Come spesso capita nel pontificato di Francesco, grandi cambiamenti nello stile s’accompagnano per quanto riguarda il contenuto a cambiamenti di dettaglio che vanno dallo scarno all’enigmatico. Per esempio, la Congregazione per la dottrina della fede, perlomeno sulla carta, dovrebbe subire uno spostamento d’accento carico di conseguenze. Si trova nell’articolo che in Pastor bonus era il 49 e ora viene introdotto come art. 68.
Il testo parla della promozione della dottrina della fede e della ricerca teologica, che è affidata al dicastero. Ma ora è stato aggiunto un secondo paragrafo: «Esso [il Dicastero per la dottrina della fede] collega la fedeltà all’insegnamento della tradizione anche con il coraggio di trovare nuove risposte a nuove questioni» (art. 68, § 2). Suona come una clausola di modernizzazione.
Ma l’espressione è in definitiva un’affermazione autoevidente, dalla quale non si possono ancora trarre in alcun modo conseguenze giuridicamente vincolanti. Questo sarebbe demandato a un documento successivo, a un ordinamento concreto della materia della curia («Regolamento»), che in ogni caso dovrà essere elaborato dopo la promulgazione di Praedicate Evangelium.
Questo vale analogamente per l’intero orientamento fondamentale ideale di Praedicate Evangelium. Come punto di partenza della riforma, il documento vuole fondare in modo totalmente nuovo l’esistenza della curia romana: la curia deve essere compresa non più come l’insieme degli uffici del papa (cosa che indubbiamente è, se considerata storicamente), ma come aiutante al tempo stesso del papa e dell’intero collegio dei vescovi.
Curia organismo di servizio
In un punto si parla di «una sorta di piattaforma e forum di comunicazione», del quale devono beneficiare allo stesso modo le Chiese particolari e la Santa Sede. Il prologo sintetizza: «La curia non è situata fra il papa e il collegio dei vescovi, ma è al servizio di entrambi». In un capitolo successivo si afferma che la curia lo deve «ai successori degli apostoli», nel senso del «sano decentramento», il Leitmotiv di papa Francesco molto citato dalla sua esortazione apostolica Evangelii gaudium (2013).
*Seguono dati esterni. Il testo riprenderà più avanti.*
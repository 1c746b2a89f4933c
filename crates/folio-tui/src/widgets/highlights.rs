use ratatui::{
    buffer::Buffer,
    layout::Rect,
    style::Style,
};

use crate::app::App;
use crate::image::{ImageView, PlaceholderImage};

use super::truncate_str;

/// Horizontally scrollable strip of story highlights
pub struct HighlightsWidget;

impl HighlightsWidget {
    pub const HEIGHT: u16 = 5;
    /// Columns taken by one highlight, gap included
    pub const ITEM_WIDTH: u16 = 13;

    /// Highlights that fit side by side in `width`, after the left margin
    pub fn visible_count(width: u16) -> usize {
        (width.saturating_sub(2) / Self::ITEM_WIDTH) as usize
    }

    pub fn render(area: Rect, buf: &mut Buffer, app: &App) {
        let theme = &app.theme;
        let profile = &app.config.profile;
        let image = PlaceholderImage::default();
        let label_style = Style::default().fg(theme.fg0);

        let visible = Self::visible_count(area.width);
        let first = app.highlight_scroll;
        let last = (first + visible).min(profile.highlight_count);

        for (slot, index) in (first..last).enumerate() {
            let x = area.x + 2 + slot as u16 * Self::ITEM_WIDTH;
            let swatch = Rect::new(x, area.y, Self::ITEM_WIDTH - 2, 3);
            image.render(&profile.highlight_image_url, swatch, buf, theme);

            let label = truncate_str(&format!("Highlight {}", index + 1), Self::ITEM_WIDTH as usize - 1);
            buf.set_string(x, area.y + 3, label, label_style);
        }

        // Hint that more highlights are off screen
        let muted = Style::default().fg(theme.muted);
        if first > 0 && area.width > 0 {
            buf.set_string(area.x, area.y + 1, "‹", muted);
        }
        if last < profile.highlight_count && area.width > 0 {
            buf.set_string(area.right() - 1, area.y + 1, "›", muted);
        }
    }
}
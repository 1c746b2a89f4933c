//! Refresh collaborator and in-flight bookkeeping

use std::fmt;
use std::time::Duration;

use async_trait::async_trait;

use crate::config::RefreshConfig;
use crate::error::Result;

/// Something that can reload the screen's data
#[async_trait]
pub trait Refresher: Send + Sync {
    async fn refresh(&self) -> Result<()>;
}

/// Refresher that just waits a fixed delay and succeeds
#[derive(Debug, Clone, Copy)]
pub struct FixedDelayRefresher {
    delay: Duration,
}

impl FixedDelayRefresher {
    pub fn new(delay: Duration) -> Self {
        Self { delay }
    }

    pub fn from_config(config: &RefreshConfig) -> Self {
        Self::new(Duration::from_millis(config.delay_ms))
    }

    pub fn delay(&self) -> Duration {
        self.delay
    }
}

#[async_trait]
impl Refresher for FixedDelayRefresher {
    async fn refresh(&self) -> Result<()> {
        tokio::time::sleep(self.delay).await;
        Ok(())
    }
}

/// Called once per finished refresh with whether it succeeded
pub type RefreshCallback = Box<dyn FnMut(bool) + Send>;

/// Tracks whether a refresh is in flight
#[derive(Default)]
pub struct RefreshState {
    in_progress: bool,
    completed: u64,
    failed: u64,
    on_complete: Option<RefreshCallback>,
}

impl fmt::Debug for RefreshState {
    fn fmt(&self, f: &mut fmt::Formatter<'_>) -> fmt::Result {
        f.debug_struct("RefreshState")
            .field("in_progress", &self.in_progress)
            .field("completed", &self.completed)
            .field("failed", &self.failed)
            .field("on_complete", &self.on_complete.is_some())
            .finish()
    }
}

impl RefreshState {
    pub fn new() -> Self {
        Self::default()
    }

    pub fn set_on_complete(&mut self, callback: RefreshCallback) {
        self.on_complete = Some(callback);
    }

    #[inline]
    pub fn in_progress(&self) -> bool {
        self.in_progress
    }

    /// Finished refreshes, failed ones included
    pub fn completed(&self) -> u64 {
        self.completed
    }

    pub fn failed(&self) -> u64 {
        self.failed
    }

    /// Mark a refresh as started. Returns false if one is already running.
    pub fn try_begin(&mut self) -> bool {
        if self.in_progress {
            return false;
        }
        self.in_progress = true;
        true
    }

    /// Clear the in-flight flag. Ignored when nothing is running.
    pub fn finish(&mut self, success: bool) -> bool {
        if !self.in_progress {
            return false;
        }
        self.in_progress = false;
        self.completed += 1;
        if !success {
            self.failed += 1;
        }
        if let Some(callback) = self.on_complete.as_mut() {
            callback(success);
        }
        true
    }
}

#[cfg(test)]
mod tests {
    use super::*;
    use std::sync::atomic::{AtomicUsize, Ordering};
    use std::sync::Arc;

    #[test]
    fn test_begin_is_exclusive() {
        let mut state = RefreshState::new();
        assert!(state.try_begin());
        assert!(!state.try_begin());
        assert!(state.finish(true));
        assert!(!state.finish(true));
        assert!(state.try_begin());
    }

    #[test]
    fn test_callback_fires_once_per_refresh() {
        let calls = Arc::new(AtomicUsize::new(0));
        let counter = calls.clone();
        let mut state = RefreshState::new();
        state.set_on_complete(Box::new(move |_| {
            counter.fetch_add(1, Ordering::SeqCst);
        }));

        state.try_begin();
        state.finish(false);
        state.finish(true);

        assert_eq!(calls.load(Ordering::SeqCst), 1);
        assert_eq!(state.completed(), 1);
        assert_eq!(state.failed(), 1);
    }

    #[tokio::test(start_paused = true)]
    async fn test_fixed_delay_waits() {
        let refresher = FixedDelayRefresher::new(Duration::from_millis(2000));
        let start = tokio::time::Instant::now();
        refresher.refresh().await.unwrap();
        assert!(start.elapsed() >= Duration::from_millis(2000));
    }
}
Di più: l’autorità a partire dalla quale agisce un ufficio di curia viene derivata al tempo stesso dal papa e dai vescovi: «Ogni dicastero esercita il suo servizio in forza della potestà che ha ricevuto dal papa e dal collegio dei vescovi, che, secondo l’ecclesiologia del concilio Vaticano II, guidano la Chiesa insieme con il successore di Pietro (cf. LG 22,2)».
Ma praticamente non si trova in alcuna determinazione concreta il modo in cui questo nuovo carattere della curia si esprimerà esattamente nella pratica o che cosa questo significherà per le sue competenze. Tutt’al più l’approccio viene esposto più precisamente per le visite ad limina, ossia per i regolari soggiorni delle conferenze episcopali a Roma (artt. 39-42). Le visite ad limina vengono descritte come occasioni di scambio, nelle quali il centro scopre ciò che avviene alla periferia e la periferia si avvale, in caso di problemi, del know-how del centro.
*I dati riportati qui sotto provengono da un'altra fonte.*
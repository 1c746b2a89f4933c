use std::time::Instant;

use tracing::debug;

use super::controller::{Reconciliation, TabBarController};
use super::pager::PagedContentHost;
use super::tab::{NavEvent, TabDescriptor};
use crate::config::{IndicatorConfig, PagerConfig};
use crate::Result;

/// Tab bar, underline and content pager kept in step.
///
/// Taps go controller -> pager; swipes go pager -> controller. The
/// controller never tells the pager to move in response to the pager's own
/// report, so neither direction can bounce back.
#[derive(Debug, Clone)]
pub struct TabSync {
    controller: TabBarController,
    pager: PagedContentHost,
}

impl TabSync {
    pub fn new(tabs: Vec<TabDescriptor>, indicator: IndicatorConfig, pager: PagerConfig) -> Result<Self> {
        let page_count = tabs.len();
        Ok(Self {
            controller: TabBarController::new(tabs, indicator)?,
            pager: PagedContentHost::new(page_count, pager)?,
        })
    }

    pub fn controller(&self) -> &TabBarController {
        &self.controller
    }

    pub fn pager(&self) -> &PagedContentHost {
        &self.pager
    }

    pub fn active_index(&self) -> usize {
        self.controller.active_index()
    }

    pub fn tab_count(&self) -> usize {
        self.controller.len()
    }

    /// Supply layout measurements: tab track width and page width
    pub fn measure_at(&mut self, track_width: f64, page_width: f64, now: Instant) {
        self.controller.measure_at(track_width, now);
        self.pager.set_page_width(page_width);
    }

    pub fn tap(&mut self, index: usize) -> Result<Reconciliation> {
        self.tap_at(index, Instant::now())
    }

    /// A tab was selected directly
    pub fn tap_at(&mut self, index: usize, now: Instant) -> Result<Reconciliation> {
        let result = self.controller.reconcile_at(NavEvent::TapSelect(index), now)?;
        if let Some(page) = result.scroll_pager {
            self.pager.scroll_to_index_at(page, now)?;
        }
        Ok(result)
    }

    /// Tap the tab `step` positions away, wrapping around
    pub fn tap_relative_at(&mut self, step: isize, now: Instant) -> Result<Reconciliation> {
        let len = self.tab_count() as isize;
        let index = (self.active_index() as isize + step).rem_euclid(len) as usize;
        self.tap_at(index, now)
    }

    pub fn begin_swipe_at(&mut self, now: Instant) {
        self.pager.begin_drag_at(now);
    }

    pub fn swipe_by(&mut self, dx: f64) {
        self.pager.drag_by(dx);
    }

    pub fn end_swipe_at(&mut self, now: Instant) {
        self.pager.release_at(now);
    }

    /// A complete swipe of one page width, `direction` > 0 for the next page
    pub fn swipe_page_at(&mut self, direction: i8, now: Instant) {
        let width = self.pager.page_width();
        if width <= 0.0 || direction == 0 {
            return;
        }
        self.pager.begin_drag_at(now);
        self.pager.drag_by(-(direction.signum() as f64) * width);
        self.pager.release_at(now);
    }

    /// Advance all animations to `now`.
    ///
    /// A finished swipe is reported to the controller here, which updates
    /// the index and the underline without instructing the pager.
    pub fn tick_at(&mut self, now: Instant) -> Result<Option<Reconciliation>> {
        self.controller.update_indicator_at(now);
        let Some(settled) = self.pager.tick_at(now) else {
            return Ok(None);
        };
        let result = self
            .controller
            .reconcile_at(NavEvent::SwipeSettle(settled), now)?;
        debug_assert!(result.scroll_pager.is_none());
        debug!(index = settled, "swipe settled");
        Ok(Some(result))
    }

    pub fn tick(&mut self) -> Result<Option<Reconciliation>> {
        self.tick_at(Instant::now())
    }

    pub fn needs_update(&self) -> bool {
        self.controller.needs_update() || self.pager.needs_update()
    }

    /// Controller and pager agree once the pager is at rest
    pub fn is_consistent(&self) -> bool {
        !self.pager.is_idle() || self.pager.current_index() == self.controller.active_index()
    }
}

#[cfg(test)]
mod tests {
    use std::time::Duration;

    use super::*;
    use crate::config::EasingType;

    const SETTLE: Duration = Duration::from_millis(200);

    fn sync(n: usize) -> (TabSync, Instant) {
        let indicator = IndicatorConfig {
            smooth_enabled: true,
            animation_duration_ms: 150,
            easing: EasingType::Cubic,
            width_ratio: 0.5,
        };
        let pager = PagerConfig {
            commit_threshold: 0.5,
            settle_duration_ms: 200,
            easing: EasingType::Cubic,
        };
        let tabs = (0..n)
            .map(|i| TabDescriptor::new(format!("k{i}"), format!("T{i}"), ""))
            .collect();
        let mut sync = TabSync::new(tabs, indicator, pager).unwrap();
        let now = Instant::now();
        sync.measure_at(90.0, 90.0, now);
        (sync, now)
    }

    #[test]
    fn test_tap_scenario() {
        let (mut sync, now) = sync(3);
        let result = sync.tap_at(2, now).unwrap();
        assert_eq!(result.scroll_pager, Some(2));
        assert_eq!(sync.active_index(), 2);
        assert_eq!(sync.pager().current_index(), 2);
        assert!(sync.needs_update());

        assert_eq!(sync.tick_at(now + SETTLE).unwrap(), None);
        let geometry = *sync.controller().geometry().unwrap();
        assert_eq!(
            sync.controller().indicator().current_offset(),
            Some(geometry.offset(2))
        );
        assert_eq!(sync.pager().position(), 2.0);
        assert!(!sync.needs_update());
    }

    #[test]
    fn test_swipe_scenario() {
        let (mut sync, now) = sync(3);
        sync.begin_swipe_at(now);
        sync.swipe_by(-60.0);
        sync.end_swipe_at(now);
        // Still dragging/settling: the index has not moved yet
        assert_eq!(sync.active_index(), 0);
        assert_eq!(sync.tick_at(now + Duration::from_millis(50)).unwrap(), None);

        let result = sync.tick_at(now + SETTLE).unwrap().unwrap();
        assert_eq!(result.index, 1);
        assert_eq!(result.scroll_pager, None);
        assert!(result.animated);
        assert_eq!(sync.active_index(), 1);
        assert!(sync.is_consistent());
    }

    #[test]
    fn test_aborted_swipe_changes_nothing() {
        let (mut sync, now) = sync(3);
        sync.begin_swipe_at(now);
        sync.swipe_by(-20.0);
        sync.end_swipe_at(now);
        assert_eq!(sync.tick_at(now + SETTLE).unwrap(), None);
        assert_eq!(sync.active_index(), 0);
        assert_eq!(sync.controller().indicator().generation(), 0);
    }

    #[test]
    fn test_invalid_tap_leaves_everything() {
        let (mut sync, now) = sync(3);
        assert!(sync.tap_at(3, now).is_err());
        assert_eq!(sync.active_index(), 0);
        assert!(sync.pager().is_idle());
        assert!(!sync.needs_update());
    }

    #[test]
    fn test_tap_relative_wraps() {
        let (mut sync, now) = sync(3);
        sync.tap_relative_at(-1, now).unwrap();
        assert_eq!(sync.active_index(), 2);
        sync.tap_relative_at(1, now).unwrap();
        assert_eq!(sync.active_index(), 0);
    }

    #[test]
    fn test_interleaved_events_never_diverge() {
        let (mut sync, start) = sync(3);
        let mut now = start;
        let step = Duration::from_millis(30);
        // Deterministic mix of taps, swipes and partial frames
        let script: [(u8, i32); 12] = [
            (0, 2), (1, 60), (2, 0), (0, 1), (1, -60), (1, -60),
            (2, 0), (0, 0), (1, 10), (0, 2), (1, 70), (2, 0),
        ];
        for (kind, value) in script {
            match kind {
                0 => {
                    sync.tap_at(value as usize, now).unwrap();
                }
                1 => {
                    sync.begin_swipe_at(now);
                    sync.swipe_by(value as f64);
                    sync.end_swipe_at(now);
                }
                _ => {}
            }
            now += step;
            sync.tick_at(now).unwrap();
        }
        now += Duration::from_secs(1);
        sync.tick_at(now).unwrap();

        assert!(sync.pager().is_idle());
        assert_eq!(sync.pager().current_index(), sync.active_index());
        assert!(sync.is_consistent());
    }

    #[test]
    fn test_swipe_page_uses_gesture_path() {
        let (mut sync, now) = sync(3);
        sync.swipe_page_at(1, now);
        let result = sync.tick_at(now + SETTLE).unwrap().unwrap();
        assert_eq!(result.index, 1);
        assert_eq!(result.scroll_pager, None);

        // Swiping past the last page settles back without a report
        sync.swipe_page_at(1, now + SETTLE);
        sync.tick_at(now + SETTLE * 2).unwrap();
        sync.swipe_page_at(1, now + SETTLE * 2);
        assert_eq!(sync.tick_at(now + SETTLE * 3).unwrap(), None);
        assert_eq!(sync.active_index(), 2);
    }
}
Questa idea, già presente anche nella Pastor bonus, ora è stata ampliata: in futuro i dicasteri «possono» – «attraverso il dialogo aperto e cordiale» – «consigliare», «incoraggiare» le Chiese particolari e le conferenze episcopali, «dare loro proposte e indicazioni adeguate», come pure, al contrario, «ricevere da loro «proposte e indicazioni sul modo in cui esse possono fornire un servizio sempre più utile» (art. 42).
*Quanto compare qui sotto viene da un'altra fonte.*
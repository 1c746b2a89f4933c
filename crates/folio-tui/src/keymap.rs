//! Vim-style key notation mapped onto profile screen actions

use std::collections::hash_map::Entry;
use std::collections::HashMap;

use crossterm::event::{KeyCode, KeyModifiers};
use folio_core::config::KeymapConfig;
use tracing::warn;

use crate::input::Action;

/// Key code plus modifiers, as produced by `parse_key_binding`
#[derive(Debug, Clone, Copy, PartialEq, Eq, Hash)]
pub struct KeyBinding {
    pub code: KeyCode,
    pub modifiers: KeyModifiers,
}

impl KeyBinding {
    pub fn new(code: KeyCode, modifiers: KeyModifiers) -> Self {
        Self { code, modifiers }
    }

    pub fn simple(code: KeyCode) -> Self {
        Self::new(code, KeyModifiers::NONE)
    }

    pub fn ctrl(code: KeyCode) -> Self {
        Self::new(code, KeyModifiers::CONTROL)
    }

    pub fn shift(code: KeyCode) -> Self {
        Self::new(code, KeyModifiers::SHIFT)
    }
}

pub struct Keymap {
    bindings: HashMap<KeyBinding, Action>,
    /// Action bound to the `gg` sequence
    double_g: Option<Action>,
}

impl Default for Keymap {
    fn default() -> Self {
        Self::from_config(&KeymapConfig::default())
    }
}

impl Keymap {
    pub fn from_config(config: &KeymapConfig) -> Self {
        let configured = [
            (&config.quit, Action::Quit),
            (&config.next_tab, Action::NextTab),
            (&config.prev_tab, Action::PrevTab),
            (&config.swipe_next, Action::SwipeNext),
            (&config.swipe_prev, Action::SwipePrev),
            (&config.scroll_down, Action::ScrollDown),
            (&config.scroll_up, Action::ScrollUp),
            (&config.scroll_half_down, Action::ScrollHalfPageDown),
            (&config.scroll_half_up, Action::ScrollHalfPageUp),
            (&config.scroll_page_down, Action::ScrollPageDown),
            (&config.scroll_page_up, Action::ScrollPageUp),
            (&config.jump_to_top, Action::JumpToTop),
            (&config.jump_to_bottom, Action::JumpToBottom),
            (&config.highlights_left, Action::HighlightsLeft),
            (&config.highlights_right, Action::HighlightsRight),
            (&config.refresh, Action::Refresh),
            (&config.help, Action::ToggleHelp),
        ];

        let mut keymap = Self {
            bindings: HashMap::new(),
            double_g: None,
        };
        for (notation, action) in configured {
            keymap.bind(notation, action);
        }

        // Fixed keys: Ctrl+C always quits, Esc closes overlays, arrows and
        // Home/End work unless the config took them
        keymap
            .bindings
            .insert(KeyBinding::ctrl(KeyCode::Char('c')), Action::Quit);
        keymap
            .bindings
            .insert(KeyBinding::simple(KeyCode::Esc), Action::ExitMode);
        for (code, action) in [
            (KeyCode::Left, Action::SwipePrev),
            (KeyCode::Right, Action::SwipeNext),
            (KeyCode::Up, Action::ScrollUp),
            (KeyCode::Down, Action::ScrollDown),
            (KeyCode::Home, Action::JumpToTop),
            (KeyCode::End, Action::JumpToBottom),
        ] {
            keymap
                .bindings
                .entry(KeyBinding::simple(code))
                .or_insert(action);
        }

        keymap
    }

    /// First binding of a key wins
    fn bind(&mut self, notation: &str, action: Action) {
        if notation == "gg" {
            self.double_g = Some(action);
            return;
        }
        let Some(binding) = parse_key_binding(notation) else {
            warn!(notation, ?action, "Invalid key binding, ignoring");
            return;
        };
        match self.bindings.entry(binding) {
            Entry::Occupied(existing) => warn!(
                notation,
                existing = ?existing.get(),
                ?action,
                "Key already bound, ignoring"
            ),
            Entry::Vacant(slot) => {
                slot.insert(action);
            }
        }
    }

    pub fn get(&self, binding: &KeyBinding) -> Option<Action> {
        self.bindings.get(binding).copied()
    }

    /// The `gg` action, when `binding` is a bare `g` and `gg` is bound
    pub fn g_sequence(&self, binding: &KeyBinding) -> Option<Action> {
        if *binding == KeyBinding::simple(KeyCode::Char('g')) {
            self.double_g
        } else {
            None
        }
    }
}

/// Parse key notation: a single character (`j`, `G`, `?`) or a bracketed
/// key with optional stacked modifiers (`<C-d>`, `<S-Tab>`, `<C-S-x>`,
/// `<PageDown>`). Uppercase letters carry Shift.
pub fn parse_key_binding(notation: &str) -> Option<KeyBinding> {
    let notation = notation.trim();
    let Some(inner) = notation
        .strip_prefix('<')
        .and_then(|rest| rest.strip_suffix('>'))
    else {
        let mut chars = notation.chars();
        let c = chars.next()?;
        if chars.next().is_some() {
            return None;
        }
        return Some(if c.is_ascii_uppercase() {
            KeyBinding::shift(KeyCode::Char(c))
        } else {
            KeyBinding::simple(KeyCode::Char(c))
        });
    };

    let mut modifiers = KeyModifiers::NONE;
    let mut key = inner;
    while let Some((prefix, rest)) = key.split_once('-') {
        let modifier = match prefix {
            "C" | "c" => KeyModifiers::CONTROL,
            "S" | "s" => KeyModifiers::SHIFT,
            "A" | "a" | "M" | "m" => KeyModifiers::ALT,
            _ => break,
        };
        if rest.is_empty() {
            break;
        }
        modifiers |= modifier;
        key = rest;
    }

    Some(KeyBinding::new(key_code(key)?, modifiers))
}

fn key_code(name: &str) -> Option<KeyCode> {
    let mut chars = name.chars();
    if let (Some(c), None) = (chars.next(), chars.next()) {
        return Some(KeyCode::Char(c.to_ascii_lowercase()));
    }
    let code = match name.to_ascii_lowercase().as_str() {
        "cr" | "enter" | "return" => KeyCode::Enter,
        "esc" | "escape" => KeyCode::Esc,
        "tab" => KeyCode::Tab,
        "space" => KeyCode::Char(' '),
        "bs" | "backspace" => KeyCode::Backspace,
        "left" => KeyCode::Left,
        "right" => KeyCode::Right,
        "up" => KeyCode::Up,
        "down" => KeyCode::Down,
        "home" => KeyCode::Home,
        "end" => KeyCode::End,
        "pageup" | "pgup" => KeyCode::PageUp,
        "pagedown" | "pgdn" => KeyCode::PageDown,
        other => {
            let n: u8 = other.strip_prefix('f')?.parse().ok()?;
            return (1..=12).contains(&n).then_some(KeyCode::F(n));
        }
    };
    Some(code)
}

#[cfg(test)]
mod tests {
    use super::*;

    #[test]
    fn test_parse_notation() {
        let cases = [
            ("j", KeyBinding::simple(KeyCode::Char('j'))),
            ("?", KeyBinding::simple(KeyCode::Char('?'))),
            ("<", KeyBinding::simple(KeyCode::Char('<'))),
            ("G", KeyBinding::shift(KeyCode::Char('G'))),
            ("<C-d>", KeyBinding::ctrl(KeyCode::Char('d'))),
            ("<C-D>", KeyBinding::ctrl(KeyCode::Char('d'))),
            ("<S-Tab>", KeyBinding::shift(KeyCode::Tab)),
            ("<Tab>", KeyBinding::simple(KeyCode::Tab)),
            ("<CR>", KeyBinding::simple(KeyCode::Enter)),
            ("<PageDown>", KeyBinding::simple(KeyCode::PageDown)),
            ("<F5>", KeyBinding::simple(KeyCode::F(5))),
            ("<C-->", KeyBinding::ctrl(KeyCode::Char('-'))),
            (
                "<C-S-x>",
                KeyBinding::new(
                    KeyCode::Char('x'),
                    KeyModifiers::CONTROL | KeyModifiers::SHIFT,
                ),
            ),
        ];
        for (notation, expected) in cases {
            assert_eq!(parse_key_binding(notation), Some(expected), "{notation}");
        }
    }

    #[test]
    fn test_reject_unknown_notation() {
        for notation in ["", "jk", "<>", "<Nope>", "<F13>", "<X-j>"] {
            assert_eq!(parse_key_binding(notation), None, "{notation}");
        }
    }

    #[test]
    fn test_default_keymap() {
        let keymap = Keymap::default();
        let expected = [
            (KeyBinding::simple(KeyCode::Char('q')), Action::Quit),
            (KeyBinding::simple(KeyCode::Char('j')), Action::ScrollDown),
            (KeyBinding::shift(KeyCode::Tab), Action::PrevTab),
            (KeyBinding::simple(KeyCode::Char('<')), Action::HighlightsLeft),
            (KeyBinding::ctrl(KeyCode::Char('d')), Action::ScrollHalfPageDown),
            (KeyBinding::ctrl(KeyCode::Char('c')), Action::Quit),
            (KeyBinding::simple(KeyCode::Right), Action::SwipeNext),
        ];
        for (binding, action) in expected {
            assert_eq!(keymap.get(&binding), Some(action), "{binding:?}");
        }

        let g = KeyBinding::simple(KeyCode::Char('g'));
        assert_eq!(keymap.g_sequence(&g), Some(Action::JumpToTop));
        assert_eq!(keymap.g_sequence(&KeyBinding::shift(KeyCode::Char('G'))), None);
    }

    #[test]
    fn test_conflicting_binding_keeps_first() {
        let keymap = Keymap::from_config(&KeymapConfig {
            refresh: "j".to_string(),
            ..KeymapConfig::default()
        });
        assert_eq!(
            keymap.get(&KeyBinding::simple(KeyCode::Char('j'))),
            Some(Action::ScrollDown)
        );
        assert!(!keymap.bindings.values().any(|a| *a == Action::Refresh));
    }

    #[test]
    fn test_invalid_binding_is_skipped() {
        let keymap = Keymap::from_config(&KeymapConfig {
            help: "<Nope>".to_string(),
            ..KeymapConfig::default()
        });
        assert!(!keymap.bindings.values().any(|a| *a == Action::ToggleHelp));
    }

    #[test]
    fn test_configured_arrow_wins_over_fixed() {
        let keymap = Keymap::from_config(&KeymapConfig {
            refresh: "<Up>".to_string(),
            ..KeymapConfig::default()
        });
        assert_eq!(
            keymap.get(&KeyBinding::simple(KeyCode::Up)),
            Some(Action::Refresh)
        );
    }
}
Anche nella descrizione del progettato nuovo Dicastero per l’evangelizzazione, nel quale devono confluire il Consiglio per la nuova evangelizzazione e la Congregazione per l’evangelizzazione dei popoli attualmente esistenti, si può vedere la concezione della curia come «piattaforma d’informazione». Lì si dice che essa deve far conoscere e sostenere «le esperienze più significative già esistenti nel campo dell’evangelizzazione», quindi raccogliere da tutto il mondo e divulgare gli esempi delle pratiche migliori.
Le ambizioni e la realtà
Ma a parte questo caso, è difficile discernere il modo in cui la curia, accanto al suo ruolo centrale fondamentale per i processi della Chiesa universale, dovrà diventare in futuro una fornitrice di servizi non solo per il papa, ma anche per i vescovi e le conferenze episcopali.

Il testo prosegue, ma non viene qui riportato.